Herman Daniël Benjamins, Joh. F. Snelleman, Martinus Nijhoff, E.J. Brill (1914-1917)

Gepubliceerd op 25-04-2022

Sphyraena

betekenis & definitie

-soorten worden in het Papiamentsch Snoek, Pikoeda en Pikoer genoemd. De grootste soort is: Sphyraena barracuda (Walb.) J. & Ev. op SABA Barracouta genoemd.

Fam. Spyraenidae. Zeevisch. Verspreiding: West Indië en Brazilië. De kop is zeer lang, puntig, snoekachtig. De onderkaak heeft vleezigen top, de eerste rugvin vijf stekels en is tegenover de buikvinnen geplaatst.

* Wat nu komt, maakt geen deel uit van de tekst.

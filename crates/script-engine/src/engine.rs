//! [`QueryEngine`] backed by page scripts

use crate::{runtime::ScriptRuntime, scripts};
use async_trait::async_trait;
use locator_core::{CombinedExpression, ElementRef, EngineError, QueryEngine, Scope};
use serde::Deserialize;
use serde_json::Value;
use std::sync::Arc;
use tracing::{debug, warn};
use uuid::Uuid;

#[derive(Debug, Default, Deserialize)]
struct ReplyPayload {
    #[serde(default)]
    refs: Vec<String>,
    count: Option<usize>,
    value: Option<bool>,
    text: Option<String>,
    texts: Option<Vec<String>>,
}

#[derive(Debug, Deserialize)]
#[serde(tag = "status", rename_all = "lowercase")]
enum ScriptReply {
    Ok(ReplyPayload),
    #[serde(rename = "none")]
    Missing,
    Stale,
    Error {
        #[serde(default)]
        name: Option<String>,
        #[serde(default)]
        message: String,
    },
}

/// Resolves elements by evaluating generated scripts through a
/// [`ScriptRuntime`]. Matched elements are registered under a token in a
/// page-global map and referenced by that token afterwards; the DOM itself
/// is never written.
#[derive(Clone)]
pub struct ScriptEngine {
    runtime: Arc<dyn ScriptRuntime>,
}

impl ScriptEngine {
    pub fn new(runtime: Arc<dyn ScriptRuntime>) -> Self {
        Self { runtime }
    }

    async fn run(&self, script: String, label: &str) -> Result<Option<ReplyPayload>, EngineError> {
        let value = self.runtime.evaluate(&script).await?;
        match parse_reply(value)? {
            ScriptReply::Ok(payload) => Ok(Some(payload)),
            ScriptReply::Missing => Ok(None),
            ScriptReply::Stale => Err(EngineError::Stale(label.to_string())),
            ScriptReply::Error { name, message } => {
                if name.as_deref() == Some("SyntaxError") {
                    Err(EngineError::InvalidExpression(message))
                } else {
                    warn!("{} raised {}: {}", label, name.unwrap_or_default(), message);
                    Err(EngineError::Internal(message))
                }
            }
        }
    }

    async fn run_ok(&self, script: String, label: &str) -> Result<ReplyPayload, EngineError> {
        self.run(script, label)
            .await?
            .ok_or_else(|| EngineError::Internal(format!("{} returned no result", label)))
    }
}

fn parse_reply(value: Value) -> Result<ScriptReply, EngineError> {
    serde_json::from_value(value)
        .map_err(|err| EngineError::Internal(format!("unexpected script result: {}", err)))
}

fn fresh_prefix() -> String {
    format!("p{}", Uuid::new_v4().simple())
}

fn missing_field(label: &str, field: &str) -> EngineError {
    EngineError::Internal(format!("{} result missing '{}'", label, field))
}

#[async_trait]
impl QueryEngine for ScriptEngine {
    async fn query_first(
        &self,
        scope: &Scope,
        expression: &str,
    ) -> Result<Option<ElementRef>, EngineError> {
        debug!("querySelector {} in {}", expression, scope);
        let script = scripts::query_first(&fresh_prefix(), scope, expression);
        let label = format!("query {} in {}", expression, scope);
        Ok(self
            .run(script, &label)
            .await?
            .and_then(|payload| payload.refs.into_iter().next())
            .map(ElementRef))
    }

    async fn query_all(
        &self,
        scope: &Scope,
        expression: &CombinedExpression,
    ) -> Result<Vec<ElementRef>, EngineError> {
        let script = scripts::query_all(&fresh_prefix(), scope, expression.as_str());
        let label = format!("query all {} in {}", expression, scope);
        let payload = self.run_ok(script, &label).await?;
        Ok(payload.refs.into_iter().map(ElementRef).collect())
    }

    async fn count(
        &self,
        scope: &Scope,
        expression: &CombinedExpression,
    ) -> Result<usize, EngineError> {
        let label = format!("count {} in {}", expression, scope);
        self.run_ok(scripts::count(scope, expression.as_str()), &label)
            .await?
            .count
            .ok_or_else(|| missing_field(&label, "count"))
    }

    async fn is_visible(&self, element: &ElementRef) -> Result<bool, EngineError> {
        let label = format!("visibility of {}", element);
        self.run_ok(scripts::is_visible(element), &label)
            .await?
            .value
            .ok_or_else(|| missing_field(&label, "value"))
    }

    async fn is_enabled(&self, element: &ElementRef) -> Result<bool, EngineError> {
        let label = format!("enabled state of {}", element);
        self.run_ok(scripts::is_enabled(element), &label)
            .await?
            .value
            .ok_or_else(|| missing_field(&label, "value"))
    }

    async fn text_content(&self, element: &ElementRef) -> Result<Option<String>, EngineError> {
        let label = format!("text of {}", element);
        Ok(self.run_ok(scripts::text_content(element), &label).await?.text)
    }

    async fn all_text_contents(
        &self,
        scope: &Scope,
        expression: &CombinedExpression,
    ) -> Result<Vec<String>, EngineError> {
        let label = format!("texts of {} in {}", expression, scope);
        self.run_ok(scripts::all_text_contents(scope, expression.as_str()), &label)
            .await?
            .texts
            .ok_or_else(|| missing_field(&label, "texts"))
    }
}

#[cfg(test)]
mod tests {
    use super::*;
    use locator_core::union_query;
    use parking_lot::Mutex;
    use serde_json::json;
    use std::collections::VecDeque;

    #[derive(Default)]
    struct RecordingRuntime {
        calls: Mutex<Vec<String>>,
        replies: Mutex<VecDeque<Value>>,
    }

    impl RecordingRuntime {
        fn replying(replies: Vec<Value>) -> Arc<Self> {
            Arc::new(Self {
                calls: Mutex::new(Vec::new()),
                replies: Mutex::new(replies.into()),
            })
        }
    }

    #[async_trait]
    impl ScriptRuntime for RecordingRuntime {
        async fn evaluate(&self, expression: &str) -> Result<Value, EngineError> {
            self.calls.lock().push(expression.to_string());
            self.replies
                .lock()
                .pop_front()
                .ok_or_else(|| EngineError::Protocol("no scripted reply".to_string()))
        }
    }

    #[tokio::test]
    async fn query_first_returns_tagged_ref() {
        let runtime = RecordingRuntime::replying(vec![json!({ "status": "ok", "refs": ["p1-0"] })]);
        let engine = ScriptEngine::new(runtime.clone());

        let found = engine
            .query_first(&Scope::Document, "#login-button")
            .await
            .unwrap();
        assert_eq!(found, Some(ElementRef::new("p1-0")));
        assert!(runtime.calls.lock()[0].contains(r##""#login-button""##));
    }

    #[tokio::test]
    async fn none_status_is_absence() {
        let runtime = RecordingRuntime::replying(vec![json!({ "status": "none" })]);
        let engine = ScriptEngine::new(runtime);
        let found = engine.query_first(&Scope::Document, ".missing").await.unwrap();
        assert!(found.is_none());
    }

    #[tokio::test]
    async fn stale_and_syntax_errors_are_classified() {
        let runtime = RecordingRuntime::replying(vec![
            json!({ "status": "stale" }),
            json!({ "status": "error", "name": "SyntaxError", "message": "'[[' is not a valid selector" }),
            json!({ "status": "error", "name": "TypeError", "message": "boom" }),
        ]);
        let engine = ScriptEngine::new(runtime);
        let element = ElementRef::new("p1-0");

        assert!(engine.text_content(&element).await.unwrap_err().is_stale());
        assert!(matches!(
            engine.query_first(&Scope::Document, "[[").await,
            Err(EngineError::InvalidExpression(_))
        ));
        assert!(matches!(
            engine.is_visible(&element).await,
            Err(EngineError::Internal(_))
        ));
    }

    #[tokio::test]
    async fn batch_texts_use_one_round_trip() {
        let runtime = RecordingRuntime::replying(vec![json!({
            "status": "ok",
            "texts": [" Sauce Labs Backpack ", "Sauce Labs Onesie"]
        })]);
        let engine = ScriptEngine::new(runtime.clone());
        let names = union_query([".inventory_item_name", "[data-test=\"inventory-item-name\"]"]);

        let texts = engine
            .all_text_contents(&Scope::Document, &names)
            .await
            .unwrap();
        assert_eq!(texts.len(), 2);
        assert_eq!(runtime.calls.lock().len(), 1);
    }

    #[tokio::test]
    async fn malformed_reply_is_internal_error() {
        let runtime = RecordingRuntime::replying(vec![json!({ "unexpected": true })]);
        let engine = ScriptEngine::new(runtime);
        assert!(matches!(
            engine.is_enabled(&ElementRef::new("x")).await,
            Err(EngineError::Internal(_))
        ));
    }

    #[tokio::test]
    async fn null_text_reads_as_none() {
        let runtime = RecordingRuntime::replying(vec![json!({ "status": "ok", "text": null })]);
        let engine = ScriptEngine::new(runtime);
        assert_eq!(engine.text_content(&ElementRef::new("x")).await.unwrap(), None);
    }
}
//! Text extraction: single values with one-shot detach recovery, batch
//! reads through union queries, and row-aligned column reads.

use crate::{
    errors::LocatorError,
    resolver::Resolver,
    types::{ExpressionList, Scope},
};
use serde::{Deserialize, Serialize};
use tracing::{debug, warn};

/// How paired column reads handle unequal lengths
#[derive(Debug, Clone, Copy, Default, PartialEq, Eq, Serialize, Deserialize)]
#[serde(rename_all = "snake_case")]
pub enum ColumnPolicy {
    /// Warn and truncate to the shorter column
    #[default]
    Lenient,

    /// Fail with `CollectionMismatch`
    Strict,
}

impl ColumnPolicy {
    pub fn from_strict(strict: bool) -> Self {
        if strict {
            ColumnPolicy::Strict
        } else {
            ColumnPolicy::Lenient
        }
    }
}

/// Lengths of two columns that did not line up
#[derive(Debug, Clone, Copy, PartialEq, Eq)]
pub struct ColumnMismatch {
    pub left: usize,
    pub right: usize,
}

/// Zipped rows from two independent batch reads
#[derive(Debug, Clone, Default, PartialEq, Eq)]
pub struct PairedRows {
    pub rows: Vec<(String, String)>,

    /// Set when the columns differed and rows were truncated
    pub mismatch: Option<ColumnMismatch>,
}

/// Zip two columns, validating their lengths under `policy`.
pub fn zip_columns(
    context: &str,
    left: Vec<String>,
    right: Vec<String>,
    policy: ColumnPolicy,
) -> Result<PairedRows, LocatorError> {
    let mismatch = (left.len() != right.len()).then_some(ColumnMismatch {
        left: left.len(),
        right: right.len(),
    });

    if let Some(m) = mismatch {
        if policy == ColumnPolicy::Strict {
            return Err(LocatorError::CollectionMismatch {
                context: context.to_string(),
                left: m.left,
                right: m.right,
            });
        }
        warn!(
            "{}: mismatched counts: left({}) vs right({}); truncating to {}",
            context,
            m.left,
            m.right,
            m.left.min(m.right)
        );
    }

    Ok(PairedRows {
        rows: left.into_iter().zip(right).collect(),
        mismatch,
    })
}

impl Resolver {
    /// Text of the first visible match, or `None` when absent.
    ///
    /// A stale read re-resolves and reads exactly once more; if that also
    /// fails the result is `None`.
    pub async fn read_text(
        &self,
        scope: &Scope,
        expressions: &ExpressionList,
        trim: bool,
    ) -> Result<Option<String>, LocatorError> {
        let Some(handle) = self.resolve_optional(scope, expressions).await? else {
            return Ok(None);
        };

        let text = match self.engine().text_content(&handle.element).await {
            Ok(text) => text,
            Err(err) if err.is_stale() => {
                debug!("{} went stale before read, re-resolving once", handle.element);
                self.retry_read_text(scope, expressions).await
            }
            Err(err) => return Err(err.into()),
        };

        Ok(text.map(|t| if trim { t.trim().to_string() } else { t }))
    }

    async fn retry_read_text(&self, scope: &Scope, expressions: &ExpressionList) -> Option<String> {
        let handle = match self.resolve_optional(scope, expressions).await {
            Ok(Some(handle)) => handle,
            Ok(None) => return None,
            Err(err) => {
                debug!("Re-resolve after stale read failed: {}", err);
                return None;
            }
        };
        match self.engine().text_content(&handle.element).await {
            Ok(text) => text,
            Err(err) => {
                debug!("Retry read failed for {}: {}", handle.element, err);
                None
            }
        }
    }

    /// Text of every element matching any expression, in document order.
    /// A failed read fails the whole call.
    pub async fn read_texts(
        &self,
        scope: &Scope,
        expressions: &ExpressionList,
        trim: bool,
    ) -> Result<Vec<String>, LocatorError> {
        self.resolve_collection(scope, expressions).texts(trim).await
    }

    /// Read two row-aligned columns concurrently and zip them.
    pub async fn read_columns(
        &self,
        context: &str,
        scope: &Scope,
        left: &ExpressionList,
        right: &ExpressionList,
        policy: ColumnPolicy,
    ) -> Result<PairedRows, LocatorError> {
        let (left, right) = tokio::try_join!(
            self.read_texts(scope, left, true),
            self.read_texts(scope, right, true)
        )?;
        zip_columns(context, left, right, policy)
    }

    /// Leading integer of the first visible match; 0 when absent or
    /// unparsable.
    pub async fn read_count(
        &self,
        scope: &Scope,
        expressions: &ExpressionList,
    ) -> Result<u32, LocatorError> {
        let Some(text) = self.read_text(scope, expressions, true).await? else {
            return Ok(0);
        };
        Ok(parse_leading_count(&text))
    }
}

fn parse_leading_count(text: &str) -> u32 {
    let digits: String = text.chars().take_while(|c| c.is_ascii_digit()).collect();
    digits.parse().unwrap_or(0)
}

De tweede rugvin staat meer naar achteren tegenover de aarsvin. De staartvin gevorkt. De borstvinnen kort. De kleur is zilverachtig, van boven donker. De jonge vischjes hebben tien donkere vlekken aan de zijkanten; deze verdwijnen met den groei. Eenige duidelijke zwarte plekken, gewoonlijk achter op het lichaam, zijn bij jongen en bij ouden te zien.

De zachte rugvin, de aarsvin en de buikvinnen zijn zwart, behalve hun randen. De borstvinnen hebben een zwarten bovenrand. Deze visch kan zes voet lang worden en is gewaardeerd als voedsel; toch beweert men dat groote individuen wel eens aanleiding geven tot vergiftiging.